TASK TO COMPLETE:
Return every line of the data exactly as it stands.

+-------+

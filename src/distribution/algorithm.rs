//! SoC-equalizing Distribution Algorithm (spec.md §4.3).
//!
//! Pure function: given a signed target power and a set of
//! [`InvBatPair`]s, compute how much power each inverter should be
//! commanded to, such that batteries with more headroom in the direction
//! of flow take a proportionally larger share, while respecting each
//! pair's admissible bounds.

use std::collections::HashMap;

use thiserror::Error;
use tracing::warn;

use crate::domain::{is_close_to_zero, InverterId};

use super::InvBatPair;

#[derive(Debug, Error, Clone, PartialEq)]
pub enum DistributionError {
    #[error("cannot distribute power across an empty set of battery/inverter pairs")]
    EmptyPairs,
    #[error("pair data contains NaN after filtering, cannot distribute")]
    NanInput,
}

/// Result of a single [`distribute`] call.
#[derive(Debug, Clone, PartialEq)]
pub struct DistributionResult {
    pub per_inverter: HashMap<InverterId, f64>,
    pub remaining_watts: f64,
}

/// The SoC-equalizing power distribution algorithm, parameterized by the
/// headroom exponent (spec.md §4.3: "weights ... raised to a configurable
/// exponent (default 1.0)").
#[derive(Debug, Clone, Copy)]
pub struct DistributionAlgorithm {
    pub exponent: f64,
}

impl Default for DistributionAlgorithm {
    fn default() -> Self {
        Self { exponent: 1.0 }
    }
}

impl DistributionAlgorithm {
    pub fn new(exponent: f64) -> Self {
        Self { exponent }
    }

    pub fn distribute(&self, target_watts: f64, pairs: &[InvBatPair]) -> Result<DistributionResult, DistributionError> {
        distribute_with_exponent(target_watts, pairs, self.exponent)
    }
}

/// Free-function entry point using the default exponent of `1.0`.
pub fn distribute(target_watts: f64, pairs: &[InvBatPair]) -> Result<DistributionResult, DistributionError> {
    DistributionAlgorithm::default().distribute(target_watts, pairs)
}

fn validate(pairs: &[InvBatPair]) -> Result<(), DistributionError> {
    if pairs.is_empty() {
        return Err(DistributionError::EmptyPairs);
    }
    for pair in pairs {
        if pair.battery.soc.is_nan()
            || pair.battery.soc_lower_bound.is_nan()
            || pair.battery.soc_upper_bound.is_nan()
            || pair.battery.capacity_wh.is_nan()
        {
            return Err(DistributionError::NanInput);
        }
        if pair.inverters.is_empty() {
            return Err(DistributionError::NanInput);
        }
    }
    Ok(())
}

fn distribute_with_exponent(
    target_watts: f64,
    pairs: &[InvBatPair],
    exponent: f64,
) -> Result<DistributionResult, DistributionError> {
    validate(pairs)?;

    let n = pairs.len();

    if is_close_to_zero(target_watts) {
        let per_inverter = pairs
            .iter()
            .flat_map(|p| p.inverters.iter())
            .map(|(id, _)| (*id, 0.0))
            .collect();
        return Ok(DistributionResult {
            per_inverter,
            remaining_watts: 0.0,
        });
    }

    let charging = target_watts > 0.0;

    // Static per-pair headroom weight; does not change across
    // redistribution rounds (only which pairs remain *active* changes).
    let weights: Vec<f64> = pairs
        .iter()
        .map(|p| {
            let headroom = if charging {
                p.battery.charge_headroom()
            } else {
                p.battery.discharge_headroom()
            };
            headroom.max(0.0).powf(exponent)
        })
        .collect();

    let bounds: Vec<(f64, f64)> = pairs
        .iter()
        .map(|p| {
            let b = p.effective_bounds();
            (b.inclusion_lower, b.inclusion_upper)
        })
        .collect();

    let mut pair_watts = vec![0.0_f64; n];
    let mut active: Vec<usize> = (0..n).collect();
    let mut remaining_target = target_watts;

    // Each iteration either finishes (no pair saturates) or permanently
    // saturates at least one pair, so this terminates in at most `n + 1`
    // rounds.
    for _ in 0..=n {
        if active.is_empty() || is_close_to_zero(remaining_target) {
            break;
        }

        let total_weight: f64 = active.iter().map(|&i| weights[i]).sum();

        let candidates: Vec<(usize, f64)> = if total_weight > 0.0 {
            active
                .iter()
                .map(|&i| (i, remaining_target * weights[i] / total_weight))
                .collect()
        } else {
            // No headroom anywhere active: fall back to an equal split so
            // the request still makes progress instead of stalling.
            let share = remaining_target / active.len() as f64;
            active.iter().map(|&i| (i, share)).collect()
        };

        let mut saturated = Vec::new();
        let mut saturated_amount = 0.0;

        for &(i, candidate) in &candidates {
            let (lo, hi) = bounds[i];
            let clamped = candidate.clamp(lo, hi);
            if (candidate - clamped).abs() > 1e-9 {
                pair_watts[i] = clamped;
                saturated_amount += clamped;
                saturated.push(i);
            }
        }

        if saturated.is_empty() {
            for &(i, candidate) in &candidates {
                pair_watts[i] = candidate;
            }
            remaining_target = 0.0;
            break;
        }

        remaining_target -= saturated_amount;
        active.retain(|i| !saturated.contains(i));
    }

    if !is_close_to_zero(remaining_target) && !active.is_empty() {
        warn!(
            remaining = remaining_target,
            "distribution did not converge within the iteration budget, treating leftover as excess"
        );
    }

    let mut per_inverter: HashMap<InverterId, f64> = HashMap::new();
    let mut remaining_watts = remaining_target;

    for (idx, pair) in pairs.iter().enumerate() {
        let share = pair_watts[idx];
        let n_inv = pair.inverters.len() as f64;
        let per_inv_raw = share / n_inv;

        for (inverter_id, telemetry) in &pair.inverters {
            let clipped = telemetry.active_power_bounds.clamp(per_inv_raw);
            remaining_watts += per_inv_raw - clipped;
            per_inverter.insert(*inverter_id, clipped);
        }
    }

    Ok(DistributionResult {
        per_inverter,
        remaining_watts,
    })
}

+-------+

EXERCISE OUTPUT:
filename src/distribution/algorithm.rs
//! SoC-equalizing Distribution Algorithm (spec.md §4.3).
//!
//! Pure function: given a signed target power and a set of
//! [`InvBatPair`]s, compute how much power each inverter should be
//! commanded to, such that batteries with more headroom in the direction
//! of flow take a proportionally larger share, while respecting each
//! pair's admissible bounds.

use std::collections::HashMap;

use thiserror::Error;
use tracing::warn;

use crate::domain::{is_close_to_zero, InverterId};

use super::InvBatPair;

#[derive(Debug, Error, Clone, PartialEq)]
pub enum DistributionError {
    #[error("cannot distribute power across an empty set of battery/inverter pairs")]
    EmptyPairs,
    #[error("pair data contains NaN after filtering, cannot distribute")]
    NanInput,
}

/// Result of a single [`distribute`] call.
#[derive(Debug, Clone, PartialEq)]
pub struct DistributionResult {
    pub per_inverter: HashMap<InverterId, f64>,
    pub remaining_watts: f64,
}

/// The SoC-equalizing power distribution algorithm, parameterized by the
/// headroom exponent (spec.md §4.3: "weights ... raised to a configurable
/// exponent (default 1.0)").
#[derive(Debug, Clone, Copy)]
pub struct DistributionAlgorithm {
    pub exponent: f64,
}

impl Default for DistributionAlgorithm {
    fn default() -> Self {
        Self { exponent: 1.0 }
    }
}

impl DistributionAlgorithm {
    pub fn new(exponent: f64) -> Self {
        Self { exponent }
    }

    pub fn distribute(&self, target_watts: f64, pairs: &[InvBatPair]) -> Result<DistributionResult, DistributionError> {
        distribute_with_exponent(target_watts, pairs, self.exponent)
    }
}

/// Free-function entry point using the default exponent of `1.0`.
pub fn distribute(target_watts: f64, pairs: &[InvBatPair]) -> Result<DistributionResult, DistributionError> {
    DistributionAlgorithm::default().distribute(target_watts, pairs)
}

fn validate(pairs: &[InvBatPair]) -> Result<(), DistributionError> {
    if pairs.is_empty() {
        return Err(DistributionError::EmptyPairs);
    }
    for pair in pairs {
        if pair.battery.soc.is_nan()
            || pair.battery.soc_lower_bound.is_nan()
            || pair.battery.soc_upper_bound.is_nan()
            || pair.battery.capacity_wh.is_nan()
        {
            return Err(DistributionError::NanInput);
        }
        if pair.inverters.is_empty() {
            return Err(DistributionError::NanInput);
        }
    }
    Ok(())
}

fn distribute_with_exponent(
    target_watts: f64,
    pairs: &[InvBatPair],
    exponent: f64,
) -> Result<DistributionResult, DistributionError> {
    validate(pairs)?;

    let n = pairs.len();

    if is_close_to_zero(target_watts) {
        let per_inverter = pairs
            .iter()
            .flat_map(|p| p.inverters.iter())
            .map(|(id, _)| (*id, 0.0))
            .collect();
        return Ok(DistributionResult {
            per_inverter,
            remaining_watts: 0.0,
        });
    }

    let charging = target_watts > 0.0;

    // Static per-pair headroom weight; does not change across
    // redistribution rounds (only which pairs remain *active* changes).
    let weights: Vec<f64> = pairs
        .iter()
        .map(|p| {
            let headroom = if charging {
                p.battery.charge_headroom()
            } else {
                p.battery.discharge_headroom()
            };
            headroom.max(0.0).powf(exponent)
        })
        .collect();

    let bounds: Vec<(f64, f64)> = pairs
        .iter()
        .map(|p| {
            let b = p.effective_bounds();
            (b.inclusion_lower, b.inclusion_upper)
        })
        .collect();

    let mut pair_watts = vec![0.0_f64; n];
    let mut active: Vec<usize> = (0..n).collect();
    let mut remaining_target = target_watts;

    // Each iteration either finishes (no pair saturates) or permanently
    // saturates at least one pair, so this terminates in at most `n + 1`
    // rounds.
    for _ in 0..=n {
        if active.is_empty() || is_close_to_zero(remaining_target) {
            break;
        }

        let total_weight: f64 = active.iter().map(|&i| weights[i]).sum();

        let candidates: Vec<(usize, f64)> = if total_weight > 0.0 {
            active
                .iter()
                .map(|&i| (i, remaining_target * weights[i] / total_weight))
                .collect()
        } else {
            // No headroom anywhere active: fall back to an equal split so
            // the request still makes progress instead of stalling.
            let share = remaining_target / active.len() as f64;
            active.iter().map(|&i| (i, share)).collect()
        };

        let mut saturated = Vec::new();
        let mut saturated_amount = 0.0;

        for &(i, candidate) in &candidates {
            let (lo, hi) = bounds[i];
            let clamped = candidate.clamp(lo, hi);
            if (candidate - clamped).abs() > 1e-9 {
                pair_watts[i] = clamped;
                saturated_amount += clamped;
                saturated.push(i);
            }
        }

        if saturated.is_empty() {
            for &(i, candidate) in &candidates {
                pair_watts[i] = candidate;
            }
            remaining_target = 0.0;
            break;
        }

        remaining_target -= saturated_amount;
        active.retain(|i| !saturated.contains(i));
    }

    if !is_close_to_zero(remaining_target) && !active.is_empty() {
        warn!(
            remaining = remaining_target,
            "distribution did not converge within the iteration budget, treating leftover as excess"
        );
    }

    let mut per_inverter: HashMap<InverterId, f64> = HashMap::new();
    let mut remaining_watts = remaining_target;

    for (idx, pair) in pairs.iter().enumerate() {
        let share = pair_watts[idx];
        let n_inv = pair.inverters.len() as f64;
        let per_inv_raw = share / n_inv;

        for (inverter_id, telemetry) in &pair.inverters {
            let clipped = telemetry.active_power_bounds.clamp(per_inv_raw);
            remaining_watts += per_inv_raw - clipped;
            per_inverter.insert(*inverter_id, clipped);
        }
    }

    Ok(DistributionResult {
        per_inverter,
        remaining_watts,
    })
}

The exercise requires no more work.